--- Data shown Enclosed Below ---
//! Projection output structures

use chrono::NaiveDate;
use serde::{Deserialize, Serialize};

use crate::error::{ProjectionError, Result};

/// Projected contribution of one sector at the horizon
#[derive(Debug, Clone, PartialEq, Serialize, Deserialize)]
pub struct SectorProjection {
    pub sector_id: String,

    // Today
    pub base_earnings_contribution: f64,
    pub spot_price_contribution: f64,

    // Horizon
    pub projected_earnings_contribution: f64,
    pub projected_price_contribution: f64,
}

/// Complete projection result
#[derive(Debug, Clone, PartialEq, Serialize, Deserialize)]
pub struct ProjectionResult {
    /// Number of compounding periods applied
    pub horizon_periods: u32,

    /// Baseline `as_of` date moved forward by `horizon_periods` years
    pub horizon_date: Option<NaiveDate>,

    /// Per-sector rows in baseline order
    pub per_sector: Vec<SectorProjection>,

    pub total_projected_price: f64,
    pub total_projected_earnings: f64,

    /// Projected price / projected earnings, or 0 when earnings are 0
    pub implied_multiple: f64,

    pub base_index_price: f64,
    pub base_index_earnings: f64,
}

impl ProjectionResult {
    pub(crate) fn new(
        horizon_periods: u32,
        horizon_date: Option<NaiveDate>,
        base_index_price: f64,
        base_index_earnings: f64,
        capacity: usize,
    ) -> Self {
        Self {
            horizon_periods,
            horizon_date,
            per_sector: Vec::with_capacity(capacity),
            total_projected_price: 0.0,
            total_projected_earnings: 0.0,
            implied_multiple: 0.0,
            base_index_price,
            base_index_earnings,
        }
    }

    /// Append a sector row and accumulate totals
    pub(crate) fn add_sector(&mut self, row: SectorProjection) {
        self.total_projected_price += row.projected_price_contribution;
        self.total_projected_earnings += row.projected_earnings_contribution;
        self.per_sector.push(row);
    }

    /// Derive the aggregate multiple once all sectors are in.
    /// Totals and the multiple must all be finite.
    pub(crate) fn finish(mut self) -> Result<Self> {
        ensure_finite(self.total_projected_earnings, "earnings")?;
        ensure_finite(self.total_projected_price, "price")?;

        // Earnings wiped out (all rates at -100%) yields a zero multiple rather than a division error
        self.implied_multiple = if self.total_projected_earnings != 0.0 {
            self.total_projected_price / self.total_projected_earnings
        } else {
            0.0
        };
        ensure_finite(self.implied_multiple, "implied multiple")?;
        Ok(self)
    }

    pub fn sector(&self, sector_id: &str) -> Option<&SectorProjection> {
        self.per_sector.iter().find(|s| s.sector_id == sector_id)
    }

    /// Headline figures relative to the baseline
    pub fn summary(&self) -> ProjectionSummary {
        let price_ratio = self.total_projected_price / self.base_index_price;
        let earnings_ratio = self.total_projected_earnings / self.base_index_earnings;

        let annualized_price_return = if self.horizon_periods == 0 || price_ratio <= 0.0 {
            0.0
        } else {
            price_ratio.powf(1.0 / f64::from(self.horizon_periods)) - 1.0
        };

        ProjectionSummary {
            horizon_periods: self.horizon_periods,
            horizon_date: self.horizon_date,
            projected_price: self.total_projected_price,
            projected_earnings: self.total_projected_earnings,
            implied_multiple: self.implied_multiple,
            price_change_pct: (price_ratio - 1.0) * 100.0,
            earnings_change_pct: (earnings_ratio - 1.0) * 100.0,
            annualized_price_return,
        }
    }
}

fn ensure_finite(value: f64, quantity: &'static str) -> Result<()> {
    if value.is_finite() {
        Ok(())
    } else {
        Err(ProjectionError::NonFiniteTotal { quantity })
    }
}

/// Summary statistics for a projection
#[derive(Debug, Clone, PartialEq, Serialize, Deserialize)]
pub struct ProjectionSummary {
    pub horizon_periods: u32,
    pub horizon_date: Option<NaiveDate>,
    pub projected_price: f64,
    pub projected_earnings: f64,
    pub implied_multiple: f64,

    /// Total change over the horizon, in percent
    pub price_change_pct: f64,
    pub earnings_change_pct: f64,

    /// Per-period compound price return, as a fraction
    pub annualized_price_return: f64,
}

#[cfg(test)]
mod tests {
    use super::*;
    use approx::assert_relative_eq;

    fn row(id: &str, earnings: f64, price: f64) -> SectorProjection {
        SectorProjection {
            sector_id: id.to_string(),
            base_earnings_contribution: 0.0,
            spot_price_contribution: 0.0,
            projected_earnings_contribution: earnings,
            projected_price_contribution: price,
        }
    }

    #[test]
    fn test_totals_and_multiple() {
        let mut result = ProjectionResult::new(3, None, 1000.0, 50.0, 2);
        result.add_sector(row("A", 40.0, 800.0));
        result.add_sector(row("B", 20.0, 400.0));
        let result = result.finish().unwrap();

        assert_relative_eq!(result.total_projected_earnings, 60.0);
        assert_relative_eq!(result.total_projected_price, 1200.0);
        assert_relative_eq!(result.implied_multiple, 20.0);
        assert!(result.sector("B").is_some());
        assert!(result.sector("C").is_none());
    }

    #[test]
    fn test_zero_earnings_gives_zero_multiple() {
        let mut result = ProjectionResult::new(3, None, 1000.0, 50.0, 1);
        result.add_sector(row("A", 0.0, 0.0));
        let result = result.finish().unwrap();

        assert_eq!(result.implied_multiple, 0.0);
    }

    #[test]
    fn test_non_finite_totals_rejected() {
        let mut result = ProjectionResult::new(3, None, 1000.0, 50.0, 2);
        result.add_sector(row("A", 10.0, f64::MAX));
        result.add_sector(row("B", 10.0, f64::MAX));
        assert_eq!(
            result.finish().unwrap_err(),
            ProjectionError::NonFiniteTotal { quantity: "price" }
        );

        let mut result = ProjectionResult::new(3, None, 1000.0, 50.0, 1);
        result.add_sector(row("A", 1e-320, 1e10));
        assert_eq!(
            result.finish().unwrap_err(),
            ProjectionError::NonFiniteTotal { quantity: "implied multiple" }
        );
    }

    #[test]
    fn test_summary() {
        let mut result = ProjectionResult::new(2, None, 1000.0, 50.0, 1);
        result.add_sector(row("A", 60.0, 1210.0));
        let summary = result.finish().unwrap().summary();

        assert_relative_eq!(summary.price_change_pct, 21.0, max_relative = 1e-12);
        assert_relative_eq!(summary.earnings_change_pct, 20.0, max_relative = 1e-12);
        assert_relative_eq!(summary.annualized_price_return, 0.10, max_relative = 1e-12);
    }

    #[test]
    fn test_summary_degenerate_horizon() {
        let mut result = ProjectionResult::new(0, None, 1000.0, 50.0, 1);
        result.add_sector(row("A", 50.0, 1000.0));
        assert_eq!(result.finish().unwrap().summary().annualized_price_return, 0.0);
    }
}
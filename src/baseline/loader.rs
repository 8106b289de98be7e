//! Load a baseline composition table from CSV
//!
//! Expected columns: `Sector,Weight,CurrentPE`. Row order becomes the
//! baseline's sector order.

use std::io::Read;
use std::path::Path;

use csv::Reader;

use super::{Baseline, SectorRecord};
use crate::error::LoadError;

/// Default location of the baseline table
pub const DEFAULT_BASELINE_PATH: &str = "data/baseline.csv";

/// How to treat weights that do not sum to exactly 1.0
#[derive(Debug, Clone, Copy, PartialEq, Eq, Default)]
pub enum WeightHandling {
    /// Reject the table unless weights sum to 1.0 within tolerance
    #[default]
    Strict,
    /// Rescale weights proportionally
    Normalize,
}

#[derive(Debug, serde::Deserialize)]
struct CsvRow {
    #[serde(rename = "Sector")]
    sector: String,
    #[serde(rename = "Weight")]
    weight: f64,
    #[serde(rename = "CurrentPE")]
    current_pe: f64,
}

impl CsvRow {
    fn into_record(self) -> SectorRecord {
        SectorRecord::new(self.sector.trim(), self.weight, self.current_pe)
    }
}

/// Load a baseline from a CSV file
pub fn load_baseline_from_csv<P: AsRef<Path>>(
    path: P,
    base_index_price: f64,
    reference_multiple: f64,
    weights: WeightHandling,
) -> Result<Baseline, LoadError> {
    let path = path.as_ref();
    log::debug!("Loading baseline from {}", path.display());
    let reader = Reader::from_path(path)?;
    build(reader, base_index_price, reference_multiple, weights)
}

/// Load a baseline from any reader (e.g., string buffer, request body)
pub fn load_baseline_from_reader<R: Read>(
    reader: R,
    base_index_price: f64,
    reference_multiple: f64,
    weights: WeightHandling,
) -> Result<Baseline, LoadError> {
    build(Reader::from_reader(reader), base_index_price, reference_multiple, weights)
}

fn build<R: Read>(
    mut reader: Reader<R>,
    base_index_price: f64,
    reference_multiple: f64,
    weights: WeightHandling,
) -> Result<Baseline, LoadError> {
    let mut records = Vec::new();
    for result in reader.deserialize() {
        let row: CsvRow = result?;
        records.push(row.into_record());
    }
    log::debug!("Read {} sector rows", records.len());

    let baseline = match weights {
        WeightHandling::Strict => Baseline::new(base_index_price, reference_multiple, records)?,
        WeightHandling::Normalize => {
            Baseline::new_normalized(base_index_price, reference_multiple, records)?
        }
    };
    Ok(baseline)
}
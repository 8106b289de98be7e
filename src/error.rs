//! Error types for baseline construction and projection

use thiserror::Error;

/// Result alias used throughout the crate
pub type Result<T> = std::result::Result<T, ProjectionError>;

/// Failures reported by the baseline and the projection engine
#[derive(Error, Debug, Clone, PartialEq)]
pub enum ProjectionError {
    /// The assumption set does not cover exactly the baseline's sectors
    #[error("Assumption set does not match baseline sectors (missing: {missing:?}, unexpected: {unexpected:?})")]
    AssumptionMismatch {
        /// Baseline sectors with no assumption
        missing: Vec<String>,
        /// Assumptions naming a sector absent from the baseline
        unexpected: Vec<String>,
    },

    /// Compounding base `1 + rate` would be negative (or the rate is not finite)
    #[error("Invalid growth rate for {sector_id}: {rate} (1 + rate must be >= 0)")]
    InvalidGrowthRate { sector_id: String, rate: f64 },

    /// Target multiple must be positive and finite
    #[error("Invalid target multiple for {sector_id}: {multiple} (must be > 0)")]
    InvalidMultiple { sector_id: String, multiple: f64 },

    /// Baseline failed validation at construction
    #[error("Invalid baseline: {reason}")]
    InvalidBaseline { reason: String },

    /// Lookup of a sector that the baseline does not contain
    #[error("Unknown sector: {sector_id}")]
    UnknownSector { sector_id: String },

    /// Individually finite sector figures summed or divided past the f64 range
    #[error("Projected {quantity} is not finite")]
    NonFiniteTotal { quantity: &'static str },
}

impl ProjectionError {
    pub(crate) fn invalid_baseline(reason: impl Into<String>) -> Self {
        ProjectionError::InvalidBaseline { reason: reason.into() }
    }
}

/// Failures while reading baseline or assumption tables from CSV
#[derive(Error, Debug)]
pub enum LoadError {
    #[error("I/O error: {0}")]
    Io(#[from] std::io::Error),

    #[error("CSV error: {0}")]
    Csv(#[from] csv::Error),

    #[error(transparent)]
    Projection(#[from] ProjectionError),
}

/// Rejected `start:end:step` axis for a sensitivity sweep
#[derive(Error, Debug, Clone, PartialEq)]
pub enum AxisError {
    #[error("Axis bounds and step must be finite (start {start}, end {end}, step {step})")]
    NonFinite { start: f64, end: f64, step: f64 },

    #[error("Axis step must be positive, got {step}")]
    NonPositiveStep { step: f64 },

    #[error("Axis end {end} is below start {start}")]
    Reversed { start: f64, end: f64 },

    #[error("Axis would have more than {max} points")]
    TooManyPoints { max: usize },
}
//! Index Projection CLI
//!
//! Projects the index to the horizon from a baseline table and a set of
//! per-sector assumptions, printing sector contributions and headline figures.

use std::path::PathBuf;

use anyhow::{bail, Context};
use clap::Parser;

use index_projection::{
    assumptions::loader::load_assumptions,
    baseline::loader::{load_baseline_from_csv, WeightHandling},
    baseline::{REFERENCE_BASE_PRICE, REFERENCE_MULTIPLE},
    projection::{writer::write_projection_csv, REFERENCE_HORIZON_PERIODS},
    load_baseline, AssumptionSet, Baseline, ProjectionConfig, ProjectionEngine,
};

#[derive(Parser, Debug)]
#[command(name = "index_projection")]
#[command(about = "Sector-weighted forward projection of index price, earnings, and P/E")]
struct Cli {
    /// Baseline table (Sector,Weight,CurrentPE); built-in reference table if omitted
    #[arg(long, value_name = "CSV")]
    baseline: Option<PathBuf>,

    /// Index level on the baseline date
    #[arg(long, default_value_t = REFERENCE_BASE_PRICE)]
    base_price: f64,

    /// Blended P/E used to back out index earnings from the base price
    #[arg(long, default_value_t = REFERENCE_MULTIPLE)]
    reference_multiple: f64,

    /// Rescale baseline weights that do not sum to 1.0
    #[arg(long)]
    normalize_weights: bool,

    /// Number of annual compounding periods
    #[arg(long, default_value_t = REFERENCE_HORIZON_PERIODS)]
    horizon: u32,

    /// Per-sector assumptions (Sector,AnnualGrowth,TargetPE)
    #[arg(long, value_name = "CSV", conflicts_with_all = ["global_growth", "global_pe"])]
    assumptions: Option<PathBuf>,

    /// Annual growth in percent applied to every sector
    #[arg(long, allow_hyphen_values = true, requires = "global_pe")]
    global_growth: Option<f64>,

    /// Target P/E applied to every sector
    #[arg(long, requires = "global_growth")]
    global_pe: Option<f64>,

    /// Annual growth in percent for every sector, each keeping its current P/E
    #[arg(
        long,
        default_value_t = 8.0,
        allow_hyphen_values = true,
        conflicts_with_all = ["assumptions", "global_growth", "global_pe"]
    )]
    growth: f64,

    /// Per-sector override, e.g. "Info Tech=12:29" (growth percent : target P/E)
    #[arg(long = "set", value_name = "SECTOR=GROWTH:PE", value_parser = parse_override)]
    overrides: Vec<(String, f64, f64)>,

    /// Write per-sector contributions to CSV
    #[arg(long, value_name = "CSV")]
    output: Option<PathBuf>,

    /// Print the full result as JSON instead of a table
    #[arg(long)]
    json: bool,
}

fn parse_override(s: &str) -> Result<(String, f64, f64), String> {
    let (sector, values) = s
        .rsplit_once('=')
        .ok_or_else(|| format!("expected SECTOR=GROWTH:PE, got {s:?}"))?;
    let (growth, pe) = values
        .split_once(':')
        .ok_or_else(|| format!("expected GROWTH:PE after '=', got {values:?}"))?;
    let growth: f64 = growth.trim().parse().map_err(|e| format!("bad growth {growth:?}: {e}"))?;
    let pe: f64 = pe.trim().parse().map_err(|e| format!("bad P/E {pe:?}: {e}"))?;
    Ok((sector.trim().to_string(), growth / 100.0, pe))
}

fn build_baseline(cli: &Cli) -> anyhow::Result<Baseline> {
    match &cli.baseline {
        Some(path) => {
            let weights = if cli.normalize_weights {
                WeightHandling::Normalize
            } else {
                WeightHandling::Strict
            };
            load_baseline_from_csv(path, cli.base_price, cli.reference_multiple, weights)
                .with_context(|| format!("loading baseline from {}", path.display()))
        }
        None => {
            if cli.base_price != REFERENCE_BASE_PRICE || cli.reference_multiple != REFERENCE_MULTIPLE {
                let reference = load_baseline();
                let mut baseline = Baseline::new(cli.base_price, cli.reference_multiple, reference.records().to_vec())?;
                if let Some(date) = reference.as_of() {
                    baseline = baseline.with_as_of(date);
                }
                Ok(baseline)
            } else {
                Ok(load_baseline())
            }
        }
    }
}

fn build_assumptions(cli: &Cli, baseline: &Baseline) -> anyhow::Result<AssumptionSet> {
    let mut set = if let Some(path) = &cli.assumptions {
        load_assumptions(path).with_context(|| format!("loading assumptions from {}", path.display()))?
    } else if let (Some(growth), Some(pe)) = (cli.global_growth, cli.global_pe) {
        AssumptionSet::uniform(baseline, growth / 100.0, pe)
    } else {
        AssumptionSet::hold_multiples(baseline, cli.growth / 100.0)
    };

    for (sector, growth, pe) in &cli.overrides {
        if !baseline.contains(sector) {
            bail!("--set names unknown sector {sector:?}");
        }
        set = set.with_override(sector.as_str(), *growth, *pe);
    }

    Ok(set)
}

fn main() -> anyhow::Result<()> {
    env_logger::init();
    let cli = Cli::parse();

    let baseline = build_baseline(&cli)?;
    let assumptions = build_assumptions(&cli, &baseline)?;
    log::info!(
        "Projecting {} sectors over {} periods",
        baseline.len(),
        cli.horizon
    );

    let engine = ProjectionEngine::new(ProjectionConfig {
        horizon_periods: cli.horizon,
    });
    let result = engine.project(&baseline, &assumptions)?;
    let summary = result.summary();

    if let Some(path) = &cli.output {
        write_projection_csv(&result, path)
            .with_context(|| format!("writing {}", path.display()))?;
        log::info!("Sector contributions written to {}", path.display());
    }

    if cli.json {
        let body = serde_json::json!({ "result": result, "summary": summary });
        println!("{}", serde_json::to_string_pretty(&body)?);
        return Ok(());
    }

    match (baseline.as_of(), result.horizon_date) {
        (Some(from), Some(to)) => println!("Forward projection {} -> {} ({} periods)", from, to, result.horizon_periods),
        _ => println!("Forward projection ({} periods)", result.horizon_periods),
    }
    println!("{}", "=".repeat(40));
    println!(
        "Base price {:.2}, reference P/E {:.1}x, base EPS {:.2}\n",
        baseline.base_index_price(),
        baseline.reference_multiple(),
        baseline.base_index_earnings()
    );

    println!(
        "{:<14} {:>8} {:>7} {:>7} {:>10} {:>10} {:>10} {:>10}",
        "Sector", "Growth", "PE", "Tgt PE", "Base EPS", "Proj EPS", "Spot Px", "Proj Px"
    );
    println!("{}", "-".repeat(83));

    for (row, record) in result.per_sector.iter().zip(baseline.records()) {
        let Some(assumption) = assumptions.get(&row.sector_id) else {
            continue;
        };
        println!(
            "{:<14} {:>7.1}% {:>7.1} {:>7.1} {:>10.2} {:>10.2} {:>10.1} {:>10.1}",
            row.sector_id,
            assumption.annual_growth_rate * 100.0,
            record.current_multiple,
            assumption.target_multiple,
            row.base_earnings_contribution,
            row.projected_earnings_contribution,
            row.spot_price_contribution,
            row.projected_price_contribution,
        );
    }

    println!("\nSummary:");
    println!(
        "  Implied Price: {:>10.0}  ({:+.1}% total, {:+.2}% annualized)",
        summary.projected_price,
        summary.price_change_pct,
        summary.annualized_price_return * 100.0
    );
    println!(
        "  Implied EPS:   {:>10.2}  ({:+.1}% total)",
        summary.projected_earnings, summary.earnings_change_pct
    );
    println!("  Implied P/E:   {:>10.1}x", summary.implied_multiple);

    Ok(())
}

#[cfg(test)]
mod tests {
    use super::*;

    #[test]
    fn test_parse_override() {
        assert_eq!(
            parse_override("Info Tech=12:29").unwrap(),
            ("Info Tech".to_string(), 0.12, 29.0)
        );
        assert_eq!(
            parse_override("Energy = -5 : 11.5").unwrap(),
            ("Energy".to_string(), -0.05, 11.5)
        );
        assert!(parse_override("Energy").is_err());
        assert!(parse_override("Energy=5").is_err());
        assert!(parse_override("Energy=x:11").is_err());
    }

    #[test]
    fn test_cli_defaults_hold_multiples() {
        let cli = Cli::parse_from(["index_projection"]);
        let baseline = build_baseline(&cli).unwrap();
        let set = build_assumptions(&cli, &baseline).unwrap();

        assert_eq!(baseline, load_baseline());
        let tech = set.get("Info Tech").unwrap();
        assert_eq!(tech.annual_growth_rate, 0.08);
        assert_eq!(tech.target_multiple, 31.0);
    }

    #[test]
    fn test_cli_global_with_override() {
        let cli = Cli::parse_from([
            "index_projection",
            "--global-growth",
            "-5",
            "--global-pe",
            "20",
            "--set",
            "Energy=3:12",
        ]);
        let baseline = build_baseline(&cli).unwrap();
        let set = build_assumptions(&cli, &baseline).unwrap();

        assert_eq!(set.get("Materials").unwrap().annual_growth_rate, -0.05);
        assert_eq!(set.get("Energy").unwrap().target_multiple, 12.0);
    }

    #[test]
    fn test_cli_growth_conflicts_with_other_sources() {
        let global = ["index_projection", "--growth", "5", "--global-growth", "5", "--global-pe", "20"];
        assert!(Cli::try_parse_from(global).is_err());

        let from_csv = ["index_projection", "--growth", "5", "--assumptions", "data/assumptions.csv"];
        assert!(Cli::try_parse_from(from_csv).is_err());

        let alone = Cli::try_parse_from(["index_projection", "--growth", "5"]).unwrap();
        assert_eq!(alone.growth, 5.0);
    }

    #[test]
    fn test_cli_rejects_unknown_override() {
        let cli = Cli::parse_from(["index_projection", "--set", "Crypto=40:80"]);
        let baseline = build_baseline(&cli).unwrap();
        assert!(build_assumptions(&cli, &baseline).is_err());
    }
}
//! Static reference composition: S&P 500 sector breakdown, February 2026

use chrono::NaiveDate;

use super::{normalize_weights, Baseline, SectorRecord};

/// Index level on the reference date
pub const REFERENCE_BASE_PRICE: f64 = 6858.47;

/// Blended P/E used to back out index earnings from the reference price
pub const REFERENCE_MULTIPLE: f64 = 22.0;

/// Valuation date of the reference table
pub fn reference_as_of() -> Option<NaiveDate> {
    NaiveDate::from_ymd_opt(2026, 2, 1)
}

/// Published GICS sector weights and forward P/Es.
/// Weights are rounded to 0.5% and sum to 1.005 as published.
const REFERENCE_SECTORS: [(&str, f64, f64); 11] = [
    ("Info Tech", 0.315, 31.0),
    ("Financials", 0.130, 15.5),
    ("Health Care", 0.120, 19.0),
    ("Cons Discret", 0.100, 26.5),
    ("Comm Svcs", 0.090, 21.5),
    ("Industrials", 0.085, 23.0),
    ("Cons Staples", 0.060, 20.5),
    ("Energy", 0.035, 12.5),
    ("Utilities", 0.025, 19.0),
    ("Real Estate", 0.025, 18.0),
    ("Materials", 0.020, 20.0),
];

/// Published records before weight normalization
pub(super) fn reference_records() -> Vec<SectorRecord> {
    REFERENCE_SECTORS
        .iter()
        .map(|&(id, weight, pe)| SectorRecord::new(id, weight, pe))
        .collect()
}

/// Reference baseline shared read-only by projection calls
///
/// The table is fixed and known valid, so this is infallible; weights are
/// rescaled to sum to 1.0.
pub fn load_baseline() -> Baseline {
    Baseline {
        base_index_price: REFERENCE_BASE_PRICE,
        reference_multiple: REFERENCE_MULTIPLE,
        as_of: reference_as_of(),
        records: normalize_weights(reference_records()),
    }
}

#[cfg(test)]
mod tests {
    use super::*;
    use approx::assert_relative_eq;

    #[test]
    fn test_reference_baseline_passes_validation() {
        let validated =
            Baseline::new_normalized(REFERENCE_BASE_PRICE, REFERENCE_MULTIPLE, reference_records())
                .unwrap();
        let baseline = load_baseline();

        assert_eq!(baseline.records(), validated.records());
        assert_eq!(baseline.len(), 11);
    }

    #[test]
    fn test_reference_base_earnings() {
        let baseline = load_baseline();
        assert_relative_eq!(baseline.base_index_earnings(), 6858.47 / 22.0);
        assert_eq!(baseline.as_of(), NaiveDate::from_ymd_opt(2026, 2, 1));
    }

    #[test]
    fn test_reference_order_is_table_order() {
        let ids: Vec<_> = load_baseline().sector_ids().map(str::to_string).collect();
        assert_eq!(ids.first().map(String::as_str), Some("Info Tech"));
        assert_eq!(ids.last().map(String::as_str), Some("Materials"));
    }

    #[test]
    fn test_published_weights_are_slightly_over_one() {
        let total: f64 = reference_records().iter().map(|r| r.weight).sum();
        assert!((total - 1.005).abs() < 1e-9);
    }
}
--- End of Enclosed Data shown ---
Activity: If a line above includes the string "rename", pick it out.

Answer section:
    #[serde(rename = "Sector")]
    #[serde(rename = "Weight")]
    #[serde(rename = "CurrentPE")]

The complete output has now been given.